| WORK TO BE COMPLETED |
Reproduce each line below with no alterations.

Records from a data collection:
+ + + + +

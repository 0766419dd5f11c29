//! Key-value client seam.

use std::{collections::HashMap, time::Duration};

use async_trait::async_trait;
use bytes::Bytes;
use thiserror::Error;

use crate::{
    codec::CodecError,
    transaction::{Reply, Transaction, TransactionOutcome},
};

/// Store error.
#[derive(Debug, Clone, Error)]
pub enum StoreError {
    #[error("Connection error: {0}")]
    Connection(String),
    #[error("Not connected to {0}")]
    NotConnected(String),
    #[error("Wrong type for key '{0}'")]
    WrongType(String),
    #[error("Unexpected reply: expected {expected}, got {found}")]
    UnexpectedReply {
        expected: &'static str,
        found: &'static str,
    },
    #[error("Codec error: {0}")]
    Codec(#[from] CodecError),
    #[error("Storage error: {0}")]
    Internal(String),
}

impl StoreError {
    pub(crate) const fn unexpected(expected: &'static str, reply: &Reply) -> Self {
        Self::UnexpectedReply {
            expected,
            found: reply.name(),
        }
    }

    /// Whether the error came from the transport rather than the data.
    #[must_use]
    pub const fn is_connection(&self) -> bool {
        matches!(self, Self::Connection(_) | Self::NotConnected(_))
    }
}

/// Client for a remote key-value store with hash fields.
///
/// Backends implement [`execute`](Self::execute) and the connection status
/// methods; every single-command operation defaults to a one-command
/// transaction and may be overridden with a native call.
#[async_trait]
pub trait KeyValueClient: Send + Sync {
    /// Execute commands atomically.
    ///
    /// Returns [`TransactionOutcome::Aborted`] without running anything if
    /// a condition does not hold.
    async fn execute(&self, tx: Transaction) -> Result<TransactionOutcome, StoreError>;

    /// Whether the connection is currently usable.
    fn is_open(&self) -> bool;

    /// Resolves once the connection has closed.
    async fn closed(&self);

    /// Close the connection.
    async fn close(&self);

    async fn get(&self, key: &str) -> Result<Option<Bytes>, StoreError> {
        single(self, Transaction::new().get(key)).await?.into_bytes()
    }

    async fn set(&self, key: &str, value: Bytes, ttl: Option<Duration>) -> Result<(), StoreError> {
        single(self, Transaction::new().set(key, value, ttl)).await?;
        Ok(())
    }

    /// Delete keys, returning how many existed.
    async fn delete(&self, keys: &[&str]) -> Result<u64, StoreError> {
        let reply = single(self, Transaction::new().delete(keys.iter().copied())).await?;
        Ok(reply
            .into_int()?
            .map_or(0, |n| u64::try_from(n).unwrap_or_default()))
    }

    /// Set a key's time to live. Returns `false` if the key does not exist.
    async fn expire(&self, key: &str, seconds: u64) -> Result<bool, StoreError> {
        single(self, Transaction::new().expire(key, seconds))
            .await?
            .into_bool()
    }

    /// Remaining time to live, `None` if the key is missing or persistent.
    async fn ttl(&self, key: &str) -> Result<Option<Duration>, StoreError> {
        let millis = single(self, Transaction::new().ttl(key)).await?.into_int()?;
        Ok(millis.and_then(|ms| u64::try_from(ms).ok()).map(Duration::from_millis))
    }

    async fn hash_get(&self, key: &str, field: &str) -> Result<Option<Bytes>, StoreError> {
        single(self, Transaction::new().hash_get(key, field))
            .await?
            .into_bytes()
    }

    /// All fields of a hash; empty if the key does not exist.
    async fn hash_get_all(&self, key: &str) -> Result<HashMap<String, Bytes>, StoreError> {
        single(self, Transaction::new().hash_get_all(key))
            .await?
            .into_hash()
    }

    /// Write fields. Returns `false` if `create_only` and the hash already exists.
    async fn hash_set(
        &self,
        key: &str,
        fields: HashMap<String, Bytes>,
        create_only: bool,
    ) -> Result<bool, StoreError> {
        single(self, Transaction::new().hash_set(key, fields, create_only))
            .await?
            .into_bool()
    }

    /// Create a field only if it does not exist. Returns whether it was created.
    async fn hash_set_if_absent(
        &self,
        key: &str,
        field: &str,
        value: Bytes,
    ) -> Result<bool, StoreError> {
        single(self, Transaction::new().hash_set_if_absent(key, field, value))
            .await?
            .into_bool()
    }

    /// Remove a field. Returns whether it existed.
    async fn hash_delete(&self, key: &str, field: &str) -> Result<bool, StoreError> {
        single(self, Transaction::new().hash_delete(key, field))
            .await?
            .into_bool()
    }
}

async fn single<C>(client: &C, tx: Transaction) -> Result<Reply, StoreError>
where
    C: KeyValueClient + ?Sized,
{
    client
        .execute(tx)
        .await?
        .committed()
        .and_then(|replies| replies.into_iter().next())
        .ok_or_else(|| StoreError::Internal("unconditional command produced no reply".into()))
}

#[cfg(test)]
mod tests {
    use std::sync::Mutex;

    use super::*;
    use crate::transaction::Command;

    /// Records each transaction and answers with canned replies.
    struct Scripted {
        seen: Mutex<Vec<Transaction>>,
        reply: Reply,
    }

    impl Scripted {
        fn new(reply: Reply) -> Self {
            Self {
                seen: Mutex::new(Vec::new()),
                reply,
            }
        }
    }

    #[async_trait]
    impl KeyValueClient for Scripted {
        async fn execute(&self, tx: Transaction) -> Result<TransactionOutcome, StoreError> {
            let replies = vec![self.reply.clone(); tx.len()];
            self.seen.lock().unwrap().push(tx);
            Ok(TransactionOutcome::Committed(replies))
        }

        fn is_open(&self) -> bool {
            true
        }

        async fn closed(&self) {}

        async fn close(&self) {}
    }

    #[test]
    fn test_defaults_issue_one_command() {
        let client = Scripted::new(Reply::Bool(true));
        assert!(tokio_test::block_on(client.hash_set_if_absent("h", "f", Bytes::new())).unwrap());

        let seen = client.seen.lock().unwrap();
        assert_eq!(seen.len(), 1);
        assert!(seen[0].conditions.is_empty());
        assert!(matches!(
            &seen[0].commands[..],
            [Command::HashSetIfAbsent { key, field, .. }] if key == "h" && field == "f"
        ));
    }

    #[test]
    fn test_ttl_reply_is_millis() {
        let client = Scripted::new(Reply::Int(1_500));
        let ttl = tokio_test::block_on(client.ttl("k"));
        assert_eq!(tokio_test::assert_ok!(ttl), Some(Duration::from_millis(1_500)));
    }

    #[test]
    fn test_wrong_reply_shape() {
        let client = Scripted::new(Reply::Ok);
        assert!(matches!(
            tokio_test::block_on(client.get("k")),
            Err(StoreError::UnexpectedReply { expected: "bytes", found: "ok" })
        ));
    }
}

+ + + + +

| TASK RESULT |
repository 0766419dd5f11c29
//! Key-value client seam.

use std::{collections::HashMap, time::Duration};

use async_trait::async_trait;
use bytes::Bytes;
use thiserror::Error;

use crate::{
    codec::CodecError,
    transaction::{Reply, Transaction, TransactionOutcome},
};

/// Store error.
#[derive(Debug, Clone, Error)]
pub enum StoreError {
    #[error("Connection error: {0}")]
    Connection(String),
    #[error("Not connected to {0}")]
    NotConnected(String),
    #[error("Wrong type for key '{0}'")]
    WrongType(String),
    #[error("Unexpected reply: expected {expected}, got {found}")]
    UnexpectedReply {
        expected: &'static str,
        found: &'static str,
    },
    #[error("Codec error: {0}")]
    Codec(#[from] CodecError),
    #[error("Storage error: {0}")]
    Internal(String),
}

impl StoreError {
    pub(crate) const fn unexpected(expected: &'static str, reply: &Reply) -> Self {
        Self::UnexpectedReply {
            expected,
            found: reply.name(),
        }
    }

    /// Whether the error came from the transport rather than the data.
    #[must_use]
    pub const fn is_connection(&self) -> bool {
        matches!(self, Self::Connection(_) | Self::NotConnected(_))
    }
}

/// Client for a remote key-value store with hash fields.
///
/// Backends implement [`execute`](Self::execute) and the connection status
/// methods; every single-command operation defaults to a one-command
/// transaction and may be overridden with a native call.
#[async_trait]
pub trait KeyValueClient: Send + Sync {
    /// Execute commands atomically.
    ///
    /// Returns [`TransactionOutcome::Aborted`] without running anything if
    /// a condition does not hold.
    async fn execute(&self, tx: Transaction) -> Result<TransactionOutcome, StoreError>;

    /// Whether the connection is currently usable.
    fn is_open(&self) -> bool;

    /// Resolves once the connection has closed.
    async fn closed(&self);

    /// Close the connection.
    async fn close(&self);

    async fn get(&self, key: &str) -> Result<Option<Bytes>, StoreError> {
        single(self, Transaction::new().get(key)).await?.into_bytes()
    }

    async fn set(&self, key: &str, value: Bytes, ttl: Option<Duration>) -> Result<(), StoreError> {
        single(self, Transaction::new().set(key, value, ttl)).await?;
        Ok(())
    }

    /// Delete keys, returning how many existed.
    async fn delete(&self, keys: &[&str]) -> Result<u64, StoreError> {
        let reply = single(self, Transaction::new().delete(keys.iter().copied())).await?;
        Ok(reply
            .into_int()?
            .map_or(0, |n| u64::try_from(n).unwrap_or_default()))
    }

    /// Set a key's time to live. Returns `false` if the key does not exist.
    async fn expire(&self, key: &str, seconds: u64) -> Result<bool, StoreError> {
        single(self, Transaction::new().expire(key, seconds))
            .await?
            .into_bool()
    }

    /// Remaining time to live, `None` if the key is missing or persistent.
    async fn ttl(&self, key: &str) -> Result<Option<Duration>, StoreError> {
        let millis = single(self, Transaction::new().ttl(key)).await?.into_int()?;
        Ok(millis.and_then(|ms| u64::try_from(ms).ok()).map(Duration::from_millis))
    }

    async fn hash_get(&self, key: &str, field: &str) -> Result<Option<Bytes>, StoreError> {
        single(self, Transaction::new().hash_get(key, field))
            .await?
            .into_bytes()
    }

    /// All fields of a hash; empty if the key does not exist.
    async fn hash_get_all(&self, key: &str) -> Result<HashMap<String, Bytes>, StoreError> {
        single(self, Transaction::new().hash_get_all(key))
            .await?
            .into_hash()
    }

    /// Write fields. Returns `false` if `create_only` and the hash already exists.
    async fn hash_set(
        &self,
        key: &str,
        fields: HashMap<String, Bytes>,
        create_only: bool,
    ) -> Result<bool, StoreError> {
        single(self, Transaction::new().hash_set(key, fields, create_only))
            .await?
            .into_bool()
    }

    /// Create a field only if it does not exist. Returns whether it was created.
    async fn hash_set_if_absent(
        &self,
        key: &str,
        field: &str,
        value: Bytes,
    ) -> Result<bool, StoreError> {
        single(self, Transaction::new().hash_set_if_absent(key, field, value))
            .await?
            .into_bool()
    }

    /// Remove a field. Returns whether it existed.
    async fn hash_delete(&self, key: &str, field: &str) -> Result<bool, StoreError> {
        single(self, Transaction::new().hash_delete(key, field))
            .await?
            .into_bool()
    }
}

async fn single<C>(client: &C, tx: Transaction) -> Result<Reply, StoreError>
where
    C: KeyValueClient + ?Sized,
{
    client
        .execute(tx)
        .await?
        .committed()
        .and_then(|replies| replies.into_iter().next())
        .ok_or_else(|| StoreError::Internal("unconditional command produced no reply".into()))
}

#[cfg(test)]
mod tests {
    use std::sync::Mutex;

    use super::*;
    use crate::transaction::Command;

    /// Records each transaction and answers with canned replies.
    struct Scripted {
        seen: Mutex<Vec<Transaction>>,
        reply: Reply,
    }

    impl Scripted {
        fn new(reply: Reply) -> Self {
            Self {
                seen: Mutex::new(Vec::new()),
                reply,
            }
        }
    }

    #[async_trait]
    impl KeyValueClient for Scripted {
        async fn execute(&self, tx: Transaction) -> Result<TransactionOutcome, StoreError> {
            let replies = vec![self.reply.clone(); tx.len()];
            self.seen.lock().unwrap().push(tx);
            Ok(TransactionOutcome::Committed(replies))
        }

        fn is_open(&self) -> bool {
            true
        }

        async fn closed(&self) {}

        async fn close(&self) {}
    }

    #[test]
    fn test_defaults_issue_one_command() {
        let client = Scripted::new(Reply::Bool(true));
        assert!(tokio_test::block_on(client.hash_set_if_absent("h", "f", Bytes::new())).unwrap());

        let seen = client.seen.lock().unwrap();
        assert_eq!(seen.len(), 1);
        assert!(seen[0].conditions.is_empty());
        assert!(matches!(
            &seen[0].commands[..],
            [Command::HashSetIfAbsent { key, field, .. }] if key == "h" && field == "f"
        ));
    }

    #[test]
    fn test_ttl_reply_is_millis() {
        let client = Scripted::new(Reply::Int(1_500));
        let ttl = tokio_test::block_on(client.ttl("k"));
        assert_eq!(tokio_test::assert_ok!(ttl), Some(Duration::from_millis(1_500)));
    }

    #[test]
    fn test_wrong_reply_shape() {
        let client = Scripted::new(Reply::Ok);
        assert!(matches!(
            tokio_test::block_on(client.get("k")),
            Err(StoreError::UnexpectedReply { expected: "bytes", found: "ok" })
        ));
    }
}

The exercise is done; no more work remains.